By stage 2 (day 1–2), penetration is complete and the flea has burrowed most of its body into the skin. Only the anus, the copulatory organs, and four rear air holes in fleas called stigmata remain on the outside of the epidermis. The anus will excrete feces that is thought to attract male fleas for mating, described in a later section. The hypertrophic zone between tergites 2 and 3 in the abdominal region begins to expand a day or two after penetration and takes the appearance of a life belt. During this time, the flea begins to feed on the host's blood.
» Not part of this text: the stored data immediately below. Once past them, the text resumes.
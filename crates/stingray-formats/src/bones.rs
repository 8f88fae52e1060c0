//! Skeleton bone-name entries
//!
//! ```text
//! u32 num_names
//! u32 num_unknown
//! u32 unknown1[num_unknown]
//! u32 unknown2[num_names]
//! u32 unknown3[num_unknown]
//! names, each NUL-terminated
//! ```

use crate::mesh::check_count;
use crate::stream::{ByteStream, StreamResult};

/// Bone names of a skeleton, indexed by skeleton bone index
#[derive(Debug, Clone, Default, PartialEq, Eq)]
pub struct BoneNames {
    /// Uninterpreted words, preserved
    pub unknown1: Vec<u32>,
    /// One uninterpreted word per name, preserved
    pub unknown2: Vec<u32>,
    /// Uninterpreted words, preserved
    pub unknown3: Vec<u32>,
    /// Bone names in skeleton order
    pub names: Vec<String>,
}

impl BoneNames {
    /// Decode a bones index payload
    pub fn decode(data: &[u8]) -> StreamResult<Self> {
        let mut bones = Self::default();
        let mut s = ByteStream::reader(data);
        bones.serialize(&mut s)?;
        let tail = &data[s.position().min(data.len())..];
        bones.names = tail
            .split_inclusive(|&b| b == 0)
            .map(|name| String::from_utf8_lossy(name.strip_suffix(&[0u8]).unwrap_or(name)).into_owned())
            .collect();
        Ok(bones)
    }

    /// Encode to an index payload
    pub fn encode(&self) -> StreamResult<Vec<u8>> {
        let mut s = ByteStream::writer();
        self.clone().serialize(&mut s)?;
        let mut out = s.into_inner();
        for name in &self.names {
            out.extend_from_slice(name.as_bytes());
            out.push(0);
        }
        Ok(out)
    }

    /// Name of a skeleton bone
    pub fn name(&self, bone: usize) -> Option<&str> {
        self.names.get(bone).map(String::as_str)
    }

    fn serialize(&mut self, s: &mut ByteStream) -> StreamResult<()> {
        let num_names = s.u32(self.names.len() as u32)? as usize;
        let num_unknown = s.u32(self.unknown1.len() as u32)? as usize;
        if s.is_reading() {
            check_count(s, 2 * num_unknown + num_names, 4)?;
            self.unknown1 = vec![0; num_unknown];
            self.unknown2 = vec![0; num_names];
            self.unknown3 = vec![0; num_unknown];
        }
        for value in self
            .unknown1
            .iter_mut()
            .chain(&mut self.unknown2)
            .chain(&mut self.unknown3)
        {
            *value = s.u32(*value)?;
        }
        Ok(())
    }
}

#[cfg(test)]
#[allow(clippy::expect_used, clippy::unwrap_used)]
mod tests {
    use super::*;
    use pretty_assertions::assert_eq;

    fn sample() -> BoneNames {
        BoneNames {
            unknown1: vec![1],
            unknown2: vec![10, 11, 12],
            unknown3: vec![2],
            names: vec!["root".into(), "spine".into(), "head".into()],
        }
    }

    #[test]
    fn test_round_trip() {
        let bytes = sample().encode().unwrap();
        assert_eq!(bytes.len(), 8 + 5 * 4 + 5 + 6 + 5);
        assert_eq!(BoneNames::decode(&bytes).unwrap(), sample());
        assert_eq!(BoneNames::decode(&bytes).unwrap().encode().unwrap(), bytes);
    }

    #[test]
    fn test_names_by_index() {
        let bones = sample();
        assert_eq!(bones.name(1), Some("spine"));
        assert_eq!(bones.name(3), None);
    }

    #[test]
    fn test_truncated_counts() {
        let mut bytes = sample().encode().unwrap();
        bytes.truncate(12);
        assert!(BoneNames::decode(&bytes).is_err());
    }
}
Stage 3 is divided into two substages, 3a and 3b. Stage 3a is 2–3 days after penetration is complete. In substage 3a, the flea's midsection swells, balloon-like, to the size of a pea. This expansion of the flea causes its integument to be stretched thin, a process called physogastrism. The swelling ends in the condition of physogastry, and results in the appearance of a white halo around a black dot at the center of the lesion. That dot is the rear end of the flea. In substage 3b, the chitin exoskeleton of tergites 2 and 3 increase in thickness, which gives the structure the look of a miniature caldera. Egg release is common in substage 3b, as are fecal coils. The eggs tend to stick to the skin.

At about the 3rd week after penetration, stage 4 begins, which is also divided into two substages. In 4a, the flea loses its signs of vitality and appears near death. As a result, the lesion shrinks in size, turns brown, and appears wrinkled. The death of the flea marks the beginning of substage 4b (around day 25 post-penetration) as the body begins to eliminate the parasite through skin repair mechanisms (e.g. shedding and subsequent skin repair). At this phase, the lesion is seen as brown or black.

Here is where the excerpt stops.